Centrafrique : la Cour pénale internationale enquête sur les crimes commis depuis 2012

Pour la première fois les crimes commis en Centrafrique, depuis 2012, feront l’objet d’une enquête préliminaire par la Cour pénale internationale (CPI). L’institution mène actuellement sa première mission au Centrafrique. Le Mouvement de libération du peuple centrafricain (MLPC) se dit soulagé des sanctions de l’ONU à l’égard de François Bozizé, Lévi Yakété et Nourredine Adam.

Lors d’une conférence de presse, jeudi, à Bangui, le chef de section de la Coopération international de la CPI, Amadi Bah, a déclaré que des graves crimes ont été commis depuis 2012 en Centrafrique.

En 2003, ce pays avait déjà saisi la CPI, pour un dossier concernant des crimes commis sur son territoire par les combattants du Mouvement de libération du Congo (MLC), rapporte Romandie.
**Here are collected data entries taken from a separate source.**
//! Connections between an output and an input.

use serde::{Deserialize, Serialize};

use super::registry::Variable;
use super::types::VarId;
use crate::error::{MdoError, Result};

/// Optional routing for a connection.
#[derive(Debug, Clone, Default, PartialEq, Serialize, Deserialize)]
pub struct ConnectOptions {
    /// Source entries routed to the target, one per target entry
    #[serde(default, skip_serializing_if = "Option::is_none")]
    pub index_map: Option<Vec<usize>>,
    /// Explicit conversion factor applied to every routed entry
    #[serde(default, skip_serializing_if = "Option::is_none")]
    pub scale: Option<f64>,
}

impl ConnectOptions {
    /// Route the given source indices to the target.
    pub fn with_index_map(mut self, index_map: Vec<usize>) -> Self {
        self.index_map = Some(index_map);
        self
    }

    /// Multiply routed values by a conversion factor.
    pub fn with_scale(mut self, scale: f64) -> Self {
        self.scale = Some(scale);
        self
    }
}

/// A directed edge from an output variable to an input variable.
#[derive(Debug, Clone, PartialEq)]
pub struct Connection {
    pub source: VarId,
    pub target: VarId,
    pub index_map: Option<Vec<usize>>,
    pub scale: Option<f64>,
}

impl Connection {
    /// Conversion factor (1.0 when none was given).
    pub fn factor(&self) -> f64 {
        self.scale.unwrap_or(1.0)
    }

    /// Source index feeding target entry `k`.
    pub fn source_index(&self, k: usize) -> usize {
        match &self.index_map {
            Some(map) => map[k],
            None => k,
        }
    }

    /// Copy (and convert) the source value into the target.
    pub fn apply(&self, source: &[f64], target: &mut [f64]) {
        let factor = self.factor();
        for (k, t) in target.iter_mut().enumerate() {
            *t = factor * source[self.source_index(k)];
        }
    }

    /// Get the options this connection was created with.
    pub fn options(&self) -> ConnectOptions {
        ConnectOptions {
            index_map: self.index_map.clone(),
            scale: self.scale,
        }
    }
}

/// Check that two units may be connected.
///
/// A missing unit on either side is compatible with anything; otherwise the
/// unit strings must match unless an explicit conversion factor is supplied.
pub fn check_units(source: &Variable, target: &Variable, scale: Option<f64>) -> Result<()> {
    if scale.is_some() {
        return Ok(());
    }
    match (&source.unit, &target.unit) {
        (Some(su), Some(tu)) if su != tu => Err(MdoError::UnitMismatch {
            source_path: source.path.clone(),
            source_unit: su.clone(),
            target: target.path.clone(),
            target_unit: tu.clone(),
        }),
        _ => Ok(()),
    }
}

/// Check index map bounds and resulting shape against the endpoints.
pub fn check_shapes(source: &Variable, target: &Variable, index_map: Option<&[usize]>) -> Result<()> {
    let routed_len = match index_map {
        Some(map) => {
            if let Some(&index) = map.iter().find(|&&i| i >= source.len()) {
                return Err(MdoError::IndexOutOfRange {
                    path: source.path.clone(),
                    index,
                    len: source.len(),
                });
            }
            map.len()
        }
        None => source.len(),
    };

    if routed_len != target.len() {
        return Err(MdoError::ShapeMismatch {
            path: target.path.clone(),
            expected: target.len(),
            actual: routed_len,
        });
    }
    Ok(())
}
//! Expression language for [`ExecComp`](crate::components::ExecComp).
//!
//! Each statement assigns one output from an arithmetic expression over
//! inputs:
//!
//! ```text
//! obj  = x**2 + z[1] + y1 + exp(-y2)
//! con1 = 3.16 - y1
//! ```
//!
//! | Syntax | Meaning |
//! |--------|---------|
//! | `+ - * /` | elementwise arithmetic |
//! | `**` | power (right-associative) |
//! | `name[i]` | element `i` of a vector |
//! | `exp log log10 sqrt sin cos tan arcsin arccos arctan tanh abs` | elementwise functions |
//! | `sum(v)` | sum of all elements |
//! | `arctan2(y, x)` | two-argument arctangent |
//! | `pi`, `e` | constants |
//!
//! Every value is a vector; scalars broadcast.

pub mod ast;
pub mod lexer;
pub mod parser;

pub use ast::{BinOp, Expr, Func, Scope, Statement};
pub use lexer::{Lexer, Token, TokenKind};
pub use parser::{parse_statement, Parser};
Aujourd’hui, ce sont les exactions commises, entre autres, par les anciens membres de la Séléka, à majorité musulmane, qui font l’objet de cette enquête préliminaire, ouverte le 7 février.

Les milices chrétiennes, anti-Balaka, qui cherchent à se venger des actes commis par la Séléka, sont aussi concernées par cette enquête.

Le principal parti « soulagé » par les sanctions de l’ONU

Le Mouvement de libération du peuple centrafricain (MLPC) a exprimé dimanche son réel soulagement face à l’intervention de la CPI et aux sanctions de l’ONU.

« C’est avec satisfaction et un réel soulagement que le MLPC prend acte de ces sanctions prises par le comité dédié du Conseil de sécurité des Nations unies » selon le communiqué.

L’ex-président François Bozizé, le coordinateur des milices chrétiennes anti-Balaka, Levy Yakété et le numéro deux de l’ex-coalition rebelle Séléka, Nourredine Adam sont les trois personnalités touchées par ces sanctions qui consistent en un gel des avoirs et une interdiction de voyager.

En attendant les 12.000 Casques bleus promis par l’ONU pour septembre, ces sanctions marquent le resserrement judiciaire « autour des auteurs, co-auteurs, et commanditaires des nombreux crimes de guerres et crimes contre l’humanité ».